Eureka! The Top Endocrine Science of 2024 – Part IV

For the tenth year running, Endocrine News talks to editors from Endocrine Society publications to unearth the most impressive breakthroughs in endocrine science and research for 2024. This year, we also talk to some of the “scientists behind the science” to get their insights on their cutting-edge research. In Part IV, the editor-in-chief of The Journal of Clinical Endocrinology & Metabolism gives us his picks for this year’s top discoveries.

Editor-in-Chief of JCEM, Paul M. Stewart, MD, FRCP, FMedSci, executive dean and professor at the University of Leeds School of Medicine in the United Kingdom selected five papers from JCEM, that “highlight some of the remarkable advances that JCEM communicates across the globe — from technology-driven applications into clinical practice such as artificial intelligence and the power of genetic analysis to the understanding of disease mechanism, first-in-man investigation of novel therapeutics, and seminal clinical trials.”

An Open-label Phase 2 Study of Eneboparatide, a Novel PTH Receptor 1 Agonist, in Hypoparathyroidism,” by Takacs I., et al. published in March. 

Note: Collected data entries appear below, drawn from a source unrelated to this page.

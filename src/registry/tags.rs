//! Tag policy: pinned-vs-floating classification and the ordering used for
//! advisory tag listings.
//!
//! Both are heuristics kept as plain functions so the rules stay easy to
//! test and tune.

use std::cmp::Ordering;

/// Tags that registries routinely repoint; never considered pinned.
const FLOATING_TAGS: [&str; 10] = [
    "latest", "stable", "main", "master", "edge", "dev", "nightly", "beta", "alpha", "rc",
];

/// Tags listed first, in this order, by [`sort_tags`].
pub const PRIORITY_TAGS: [&str; 5] = ["latest", "stable", "lts", "main", "master"];

/// Maximum number of tags returned by a listing.
pub const MAX_LISTED_TAGS: usize = 50;

/// Classify a tag as a pinned release (`1.22.4`, `v2.0.0-rc1`) or a
/// floating one (`latest`, `nightly`). Ambiguous tags count as floating.
#[must_use]
pub fn is_pinned_version(tag: &str) -> bool {
    let lower = tag.to_ascii_lowercase();
    if FLOATING_TAGS.contains(&lower.as_str()) {
        return false;
    }

    let has_digit = tag.chars().any(|c| c.is_ascii_digit());
    has_digit && (tag.contains('.') || tag.contains('-') || starts_with_version_number(tag))
}

/// Matches `^v?\d`.
fn starts_with_version_number(tag: &str) -> bool {
    let rest = tag.strip_prefix('v').unwrap_or(tag);
    rest.chars().next().is_some_and(|c| c.is_ascii_digit())
}

/// Order tags for display: priority tags first, then the rest newest-looking
/// first using numeric-aware comparison, truncated to [`MAX_LISTED_TAGS`].
#[must_use]
pub fn sort_tags(mut tags: Vec<String>) -> Vec<String> {
    tags.sort_by(|a, b| compare_tags(a, b));
    tags.truncate(MAX_LISTED_TAGS);
    tags
}

fn compare_tags(a: &str, b: &str) -> Ordering {
    let rank = |t: &str| PRIORITY_TAGS.iter().position(|p| *p == t);
    match (rank(a), rank(b)) {
        (Some(x), Some(y)) => x.cmp(&y),
        (Some(_), None) => Ordering::Less,
        (None, Some(_)) => Ordering::Greater,
        (None, None) => natural_cmp(b, a),
    }
}

/// Compare strings treating runs of ASCII digits as numbers, so `1.10`
/// sorts after `1.9`.
#[must_use]
pub fn natural_cmp(a: &str, b: &str) -> Ordering {
    let mut left = Chunks::new(a);
    let mut right = Chunks::new(b);
    loop {
        match (left.next(), right.next()) {
            (None, None) => return a.cmp(b),
            (None, Some(_)) => return Ordering::Less,
            (Some(_), None) => return Ordering::Greater,
            (Some(l), Some(r)) => {
                let ord = match (is_numeric(l), is_numeric(r)) {
                    (true, true) => compare_numeric(l, r),
                    _ => l.cmp(r),
                };
                if ord != Ordering::Equal {
                    return ord;
                }
            }
        }
    }
}

fn is_numeric(chunk: &str) -> bool {
    chunk.as_bytes().first().is_some_and(u8::is_ascii_digit)
}

fn compare_numeric(l: &str, r: &str) -> Ordering {
    let l = l.trim_start_matches('0');
    let r = r.trim_start_matches('0');
    l.len().cmp(&r.len()).then_with(|| l.cmp(r))
}

/// Splits a string into alternating digit / non-digit runs.
struct Chunks<'a> {
    rest: &'a str,
}

impl<'a> Chunks<'a> {
    fn new(s: &'a str) -> Self {
        Self { rest: s }
    }
}

impl<'a> Iterator for Chunks<'a> {
    type Item = &'a str;

    fn next(&mut self) -> Option<&'a str> {
        let first = self.rest.as_bytes().first()?;
        let digits = first.is_ascii_digit();
        let end = self
            .rest
            .bytes()
            .position(|b| b.is_ascii_digit() != digits)
            .unwrap_or(self.rest.len());
        let (chunk, rest) = self.rest.split_at(end);
        self.rest = rest;
        Some(chunk)
    }
}
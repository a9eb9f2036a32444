use chrono::{DateTime, Duration, Utc};
use regex::Regex;
use thiserror::Error;

#[derive(Debug, Error)]
pub enum DateTimeError {
    #[error("Date parsing error: {0}")]
    DateParsing(String),

    #[error("Regex error: {0}")]
    RegexError(#[from] regex::Error),
}

/// Convert a `--since` value to a unix timestamp.
///
/// Accepts unix seconds (`1700000000`), RFC 3339 (`2024-01-02T03:04:05Z`)
/// or a relative duration (`30s`, `15m`, `2h`, `1d`).
///
/// # Errors
/// Returns an error if the value matches none of those forms.
pub fn parse_since(value: &str, now: DateTime<Utc>) -> Result<i64, DateTimeError> {
    let value = value.trim();
    if let Ok(secs) = value.parse::<i64>() {
        return Ok(secs);
    }
    if let Ok(dt) = DateTime::parse_from_rfc3339(value) {
        return Ok(dt.timestamp());
    }

    let regex = Regex::new(r"^(?P<amount>\d+)(?P<unit>[smhd])$")?;
    let captures = regex.captures(value).ok_or_else(|| {
        DateTimeError::DateParsing(format!("Failed to parse time from '{value}'"))
    })?;
    let amount: i64 = captures["amount"]
        .parse()
        .map_err(|e| DateTimeError::DateParsing(format!("Bad amount in '{value}': {e}")))?;
    let delta = match &captures["unit"] {
        "s" => Duration::try_seconds(amount),
        "m" => Duration::try_minutes(amount),
        "h" => Duration::try_hours(amount),
        _ => Duration::try_days(amount),
    };
    delta
        .and_then(|delta| now.checked_sub_signed(delta))
        .map(|since| since.timestamp())
        .ok_or_else(|| DateTimeError::DateParsing(format!("'{value}' is out of range")))
}

/// Format a timestamp as a relative time (e.g., "5 minutes ago")
#[must_use]
pub fn format_time_ago(dt: DateTime<Utc>, now: DateTime<Utc>) -> String {
    let duration = now.signed_duration_since(dt);
    let days = duration.num_days();
    let hours = duration.num_hours();
    let minutes = duration.num_minutes();
    let seconds = duration.num_seconds().max(0);

    if days > 0 {
        format!("{days} days ago")
    } else if hours > 0 {
        format!("{hours} hours ago")
    } else if minutes > 0 {
        format!("{minutes} minutes ago")
    } else {
        format!("{seconds} seconds ago")
    }
}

Polycystic Ovary Syndrome Physiologic Pathways Implicated Through Clustering of Genetic Loci,” by Stamou M.I., et al. published in November 2023. 

Artificial Intelligence Model Assisting Thyroid Nodule Diagnosis and Management: A Multicenter Diagnostic Study,” by Ha E.J., et al. published in August.

Increased Prevalence of Germline Pathogenic CHEK2 Variants in Individuals With Pituitary Adenomas,” by De Sousa S.M.C., et al. published in November.

Depressive Syndromes in Men With Hypogonadism in the TRAVERSE Trial: Response to Testosterone-Replacement Therapy ,” by Bhasin S., et al. published in July.


Shalender Bhasin, MB, BS: The Scientist Behind the Science:

“The TRAVERSE Trial is the largest and one of the longest randomized trials of testosterone replacement therapy (TRT) in middle-aged and older men with hypogonadism. The TRAVERSE trial’s findings have several important clinical implications,” according to lead author of Depressive Syndromes in Men With Hypogonadism in the TRAVERSE Trial: Response to Testosterone-Replacement Therapy,” Shalender Bhasin, MB, BS, of the Research Program in Men’s Health: Aging and Metabolism, Boston Claude D. Pepper Older Americans Independence Center, Brigham and Women’s Hospital, Harvard Medical School in Boston, Mass.

“First, a majority of middle-aged and older men with hypogonadism enrolled in TRAVERSE (50.8%) reported significant depressive symptoms. So middle-aged and older men with hypogonadism should be evaluated for depressive symptoms because depression adversely affects quality of life, ability to function in daily life, and increases the risk of substance use and self-harm.

Second, the trial, by virtue of its large size and relatively long duration, provided the first high-quality evidence that TRT improves mood and energy in men with hypogonadism and low mood.

Third, over 10% of men in the trial reported major depressive disorder or had severe depressive symptoms. TRT did not improve depressive symptoms in these men with major depressive disorder. Thus, TRT does not represent an effective treatment option for most men with clinical depressive disorders.

Fourth, the trial dispelled a widely held dogma in the field that mid- or late-life onset, low-grade, persistent depressive disorder (LG-PDD, previously called dysthymia) is specifically associated with testosterone deficiency and improves with TRT. The prevalence of late life LG-PDD in the study participants was very low (about 1.5%).

The TRAVERSE trial’s findings should facilitate a more informed appraisal of the benefits and risks of testosterone treatment by middle-aged and older men with hypogonadism and their clinicians.”